## EXERCISE DATA
//! Contact details collected by the booking and checkout forms.

use core::fmt;
use std::sync::LazyLock;

use regex::Regex;
use serde::{Deserialize, Serialize};

/// Exactly ten digits, checked after every non-digit has been stripped.
static TEN_DIGITS: LazyLock<Regex> = LazyLock::new(|| {
    #[allow(clippy::unwrap_used)] // literal pattern
    Regex::new(r"^\d{10}$").unwrap()
});

/// Errors that can occur when parsing contact details.
#[derive(thiserror::Error, Debug, Clone, PartialEq, Eq)]
pub enum ContactError {
    /// The email input is empty.
    #[error("email cannot be empty")]
    EmptyEmail,
    /// The email input is too long.
    #[error("email must be at most {max} characters")]
    EmailTooLong {
        /// Maximum allowed length.
        max: usize,
    },
    /// The email does not have exactly one `@` with text on both sides.
    #[error("email must look like name@domain")]
    MalformedEmail,
    /// The email contains whitespace.
    #[error("email cannot contain spaces")]
    EmailWhitespace,
    /// The phone number does not contain exactly ten digits.
    #[error("phone number must be 10 digits")]
    InvalidPhone,
}

/// An email address, trimmed, with a lower-cased domain.
///
/// ```
/// use pawcare_core::Email;
///
/// let email = Email::parse("  Owner@Vet.Example ").unwrap();
/// assert_eq!(email.as_str(), "Owner@vet.example");
/// assert!(Email::parse("owner@").is_err());
/// ```
#[derive(Debug, Clone, Serialize, Deserialize, PartialEq, Eq, Hash)]
#[serde(try_from = "String", into = "String")]
pub struct Email(String);

impl Email {
    /// Maximum length of an email address (RFC 5321).
    pub const MAX_LENGTH: usize = 254;

    /// Parse an `Email` from user input.
    ///
    /// # Errors
    ///
    /// Returns an error if the trimmed input is empty, too long, contains
    /// whitespace, or is not of the form `local@domain`.
    pub fn parse(input: &str) -> Result<Self, ContactError> {
        let s = input.trim();
        if s.is_empty() {
            return Err(ContactError::EmptyEmail);
        }
        if s.len() > Self::MAX_LENGTH {
            return Err(ContactError::EmailTooLong {
                max: Self::MAX_LENGTH,
            });
        }
        if s.chars().any(char::is_whitespace) {
            return Err(ContactError::EmailWhitespace);
        }

        let (local, domain) = s.split_once('@').ok_or(ContactError::MalformedEmail)?;
        if local.is_empty() || domain.is_empty() || domain.contains('@') {
            return Err(ContactError::MalformedEmail);
        }

        Ok(Self(format!("{local}@{}", domain.to_ascii_lowercase())))
    }

    /// Returns the email address as a string slice.
    #[must_use]
    pub fn as_str(&self) -> &str {
        &self.0
    }

    /// Returns the domain part of the email (after the @).
    #[must_use]
    pub fn domain(&self) -> &str {
        self.0.split_once('@').map_or("", |(_, domain)| domain)
    }
}

impl fmt::Display for Email {
    fn fmt(&self, f: &mut fmt::Formatter<'_>) -> fmt::Result {
        f.write_str(&self.0)
    }
}

impl TryFrom<String> for Email {
    type Error = ContactError;

    fn try_from(value: String) -> Result<Self, Self::Error> {
        Self::parse(&value)
    }
}

impl From<Email> for String {
    fn from(email: Email) -> Self {
        email.0
    }
}

/// A ten-digit phone number stored without formatting.
///
/// Input like `(555) 123-4567` is accepted; the stored value is `5551234567`.
#[derive(Debug, Clone, Serialize, Deserialize, PartialEq, Eq, Hash)]
#[serde(try_from = "String", into = "String")]
pub struct PhoneNumber(String);

impl PhoneNumber {
    /// Parse a phone number, ignoring every non-digit character.
    ///
    /// # Errors
    ///
    /// Returns [`ContactError::InvalidPhone`] unless exactly ten digits remain.
    pub fn parse(input: &str) -> Result<Self, ContactError> {
        let digits: String = input.chars().filter(char::is_ascii_digit).collect();
        if TEN_DIGITS.is_match(&digits) {
            Ok(Self(digits))
        } else {
            Err(ContactError::InvalidPhone)
        }
    }

    /// The ten digits.
    #[must_use]
    pub fn as_str(&self) -> &str {
        &self.0
    }
}

impl fmt::Display for PhoneNumber {
    fn fmt(&self, f: &mut fmt::Formatter<'_>) -> fmt::Result {
        f.write_str(&self.0)
    }
}

impl TryFrom<String> for PhoneNumber {
    type Error = ContactError;

    fn try_from(value: String) -> Result<Self, Self::Error> {
        Self::parse(&value)
    }
}

impl From<PhoneNumber> for String {
    fn from(phone: PhoneNumber) -> Self {
        phone.0
    }
}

## WHAT YOU SHOULD DO
Your answer should be the lines above that contain the word "impl", copied out.

## TASK ANSWER
impl Email {
impl fmt::Display for Email {
impl TryFrom<String> for Email {
impl From<Email> for String {
impl PhoneNumber {
impl fmt::Display for PhoneNumber {
impl TryFrom<String> for PhoneNumber {
impl From<PhoneNumber> for String {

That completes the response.